Arthur Quiller-Couch was one of the 20th century's most famous literary critics, but he also wrote many popular works of his own, including these paranormal tales.
Woman Suffrage? It's surprising to me how light some folks will talk- with a Providence, for all they know, waiting round the corner to take them at their word. I put my head in at the Working Man's Institute last night, and there was the new Coastguard officer talking like a book, arguing about Woman Suffrage in a way that made me nervous. "Look 'ee here," he was saying, "a woman must be either married, or unmarried, or otherwise. Keep they three divisions clear in your heads, and then I'll ask you to follow me-" And all the company sitting round with their mouths open.

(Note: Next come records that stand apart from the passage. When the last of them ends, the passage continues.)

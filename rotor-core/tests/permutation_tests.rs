#![allow(missing_docs)]

mod common;

use common::{REFLECTOR_B, perm, wiring};
use rand::rngs::OsRng;
use rotor_core::CipherError;
use rotor_core::permutation::Permutation;

#[test]
fn tables_are_mutual_inverses() {
    let p = perm(REFLECTOR_B);
    for x in 0..p.size() {
        assert_eq!(p.decrypt(p.encrypt(x)), x);
        assert_eq!(p.encrypt(p.decrypt(x)), x);
    }
}

#[test]
fn lenient_construction_reduces_mod_n() {
    // 7 reduces to 2, 9 to 4: the historical lenient entry point.
    let p = Permutation::new(&[7, 0, 1, 3, 9]);
    assert_eq!(p.encrypt(0), 2);
    assert_eq!(p.encrypt(4), 4);
    for x in 0..5 {
        assert_eq!(p.decrypt(p.encrypt(x)), x);
    }
}

#[test]
fn checked_construction_rejects_duplicates() {
    let err = Permutation::new_checked(&[0, 1, 1, 3]).unwrap_err();
    assert!(matches!(err, CipherError::NotBijective(4)));
}

#[test]
fn checked_construction_rejects_out_of_range() {
    let err = Permutation::new_checked(&[0, 1, 2, 7]).unwrap_err();
    assert!(matches!(err, CipherError::NotBijective(4)));
}

#[test]
fn modify_keeps_both_tables_consistent() {
    let mut p = Permutation::identity(6);
    p.modify(&[(0, 3)]);
    assert_eq!(p.encrypt(0), 3);
    assert_eq!(p.encrypt(3), 0);

    // Interleave a second, overlapping transposition.
    p.modify(&[(3, 5), (1, 2)]);
    for x in 0..6 {
        assert_eq!(p.decrypt(p.encrypt(x)), x, "tables diverged at {x}");
    }
    assert_eq!(p.encrypt(0), 5);
    assert_eq!(p.encrypt(5), 3);
}

#[test]
fn get_inverse_swaps_directions() {
    let p = perm(common::ROTOR_I);
    let q = p.get_inverse();
    for x in 0..p.size() {
        assert_eq!(q.encrypt(x), p.decrypt(x));
        assert_eq!(q.decrypt(x), p.encrypt(x));
    }
}

#[test]
fn switch_to_inverse_is_an_in_place_swap() {
    let mut p = perm(common::ROTOR_II);
    let original = p.clone();
    p.switch_to_inverse();
    for x in 0..p.size() {
        assert_eq!(p.encrypt(x), original.decrypt(x));
    }
    p.switch_to_inverse();
    assert_eq!(p, original);
}

#[test]
fn thirteen_disjoint_pairs_form_an_involution() {
    let mut image: Vec<usize> = (0..26).collect();
    let pairs: [(usize, usize); 13] = [
        (0, 25),
        (1, 24),
        (2, 23),
        (3, 22),
        (4, 21),
        (5, 20),
        (6, 19),
        (7, 18),
        (8, 17),
        (9, 16),
        (10, 15),
        (11, 14),
        (12, 13),
    ];
    for &(a, b) in &pairs {
        image[a] = b;
        image[b] = a;
    }
    let p = Permutation::new_checked(&image).unwrap();
    let cycles = p.test_for_involution().expect("disjoint pairs are an involution");
    assert_eq!(cycles.len(), 13);
    assert_eq!(cycles, pairs.to_vec());
}

#[test]
fn fixed_points_are_not_an_involution() {
    assert!(Permutation::identity(26).test_for_involution().is_none());
}

#[test]
fn asymmetry_is_not_an_involution() {
    // A 3-cycle over the first contacts: self-inverse nowhere.
    let mut image: Vec<usize> = (0..26).collect();
    image[0] = 1;
    image[1] = 2;
    image[2] = 0;
    image[3] = 4;
    image[4] = 3;
    let p = Permutation::new_checked(&image).unwrap();
    assert!(p.test_for_involution().is_none());
}

#[test]
fn reflector_b_is_an_involution() {
    let cycles = perm(REFLECTOR_B)
        .test_for_involution()
        .expect("reflector B has thirteen plug pairs");
    assert_eq!(cycles.len(), 13);
}

#[test]
fn random_permutation_is_a_bijection() {
    let mut rng = OsRng;
    let p = Permutation::random(&mut rng, 40).expect("entropy available");
    assert_eq!(p.size(), 40);
    let mut seen = vec![false; 40];
    for x in 0..40 {
        let y = p.encrypt(x);
        assert!(!seen[y], "value {y} produced twice");
        seen[y] = true;
        assert_eq!(p.decrypt(y), x);
    }
}

#[test]
fn random_involution_passes_its_own_test() {
    let mut rng = OsRng;
    let p = Permutation::random_involution(&mut rng, 26).expect("entropy available");
    let cycles = p.test_for_involution().expect("generated involution");
    assert_eq!(cycles.len(), 13);
}

#[test]
fn random_involution_rejects_odd_sizes() {
    let mut rng = OsRng;
    let err = Permutation::random_involution(&mut rng, 25).unwrap_err();
    assert!(matches!(err, CipherError::OddInvolution(25)));
}

#[test]
fn lenient_wiring_matches_checked_wiring_for_good_data() {
    let image = wiring(common::ROTOR_V);
    assert_eq!(Permutation::new(&image), Permutation::new_checked(&image).unwrap());
}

I came away: I couldn't stand it. It put me in mind how my poor mother used to warn me against squinting for fun. "One of these days," she'd say, "the wind'll take and change sudden while you're doing it; and there you'll be fixed and looking fifty ways for Sunday until we meet in the land of marrow and fatness."
And here in Ardevora, of all places!-where the womenkind be that masterful already, a man must get into his sea-boots before he can call his soul his own. Why, there was a woman here once that never asked for a vote in her life, and yet capsized an Election for Parliament-candidates, voters, and the whole apple-cart-as easy as you might turn over a plate. Did you ever hear tell of Kitty Lebow and her eight tall daughters? No; I daresay not. The world's old and losing its memory when it begins to talk of Woman Suffrage.
This Kitty, or Christian, or Christiana Lebow was by birth a Bottrell: and a finer family than the Bottrells, by their own account, you wouldn't find in all England. Not that it matters whether they came over with William the Norman, nor whether they could once on a time ride from sea to sea on their own acres. For Kitty was the last to carry the name, and she left it in Ardevora vestry the day she signed marriage with Paul Lebow (or, as he wrote it, Lebeau-"b-e-a-u,"): and the property had gone generations before. As she said 'pon her death-bed, "five-foot-six of church-hay will hold the only two achers left to me," she being a little body and very facetious to the last, and meaning her legs, of course.
Now the reason I can't tell you: but the mischief with the Bottrells was this: That for generation after generation all the spirit of the family went to the females. The men just dandered away their time and their money, fell into declines, or had fits and went out like the snuff of a candle. But the women couldn't be held nor bound, lived to any age they pleased, and either kept their sweethearts on the hook or married them and made their lives a burden. Oh, a bean-fed sex, sir, and monstrous handsome! And Kitty, though little, was as handsome as any, and walked Ardevora streets with her eight daughters, all tall as grenadiers and terrible as an army with banners.
Her father, old Piers Bottrell, had been a ship's captain: a very tidy old fellow in his behaviour, but muddled in mind, especially towards the end; so that when he died (which he did in his bed, quite peaceful) he must needs take and haunt the house. There wasn't a ha'porth of reason for it, that anyone could discover; and Kitty didn't mind it one farthing. But some say it frightened her husband into his grave: though I reckon he took worse fright at Kitty presenting him with eight daughters one after the other. With a woman like that, you can't say where accident ends and love of mischief begins. And for that matter, there was no telling why she'd married the man at all except for mischief: his father and mother being poor French refugees that had come to Ardevora, thirty years before, and been given shelter by the borough charity in the old Ugnes House[1]- the same that old Piers Bottrell afterwards bought and died in: and Lebow himself, though born in the town and a fisherman by calling, never able to get his tongue round good plain English until the day he was drowned on the whiting-grounds and left Kitty a widow-woman.
All this, as you'll see by-and-by, has to do in one way or another with the Great Election, which took place in the year '68. (The way I'm so glib with the date is that Kit Lebow was so proud of her doings on that day, she had a silver cup made for a momentum and used to measure out her guineas in it: and her great-great-gran'daughter, Mary Ann Cocking, has the cup to this day in her house in Nanjivvey Street, where I've seen it a score of times and spelled out the writing, "C. L."-for Christian Lebow-"1768"). And concerning this Election you must know that "the Duke's interest," as they called it-that's to say, the Whigs-had ruled the roost in Ardevora for more than fifty years; mainly through the Duke's agent, old Squire Martin of Tregoose, that collected the rents, held pretty well all the public offices inside his ten fingers, and would save up a grudge for time-out-of-mind against any man that crossed him. Two members we returned in those days, and in grown men's memories scarce a Tory among them.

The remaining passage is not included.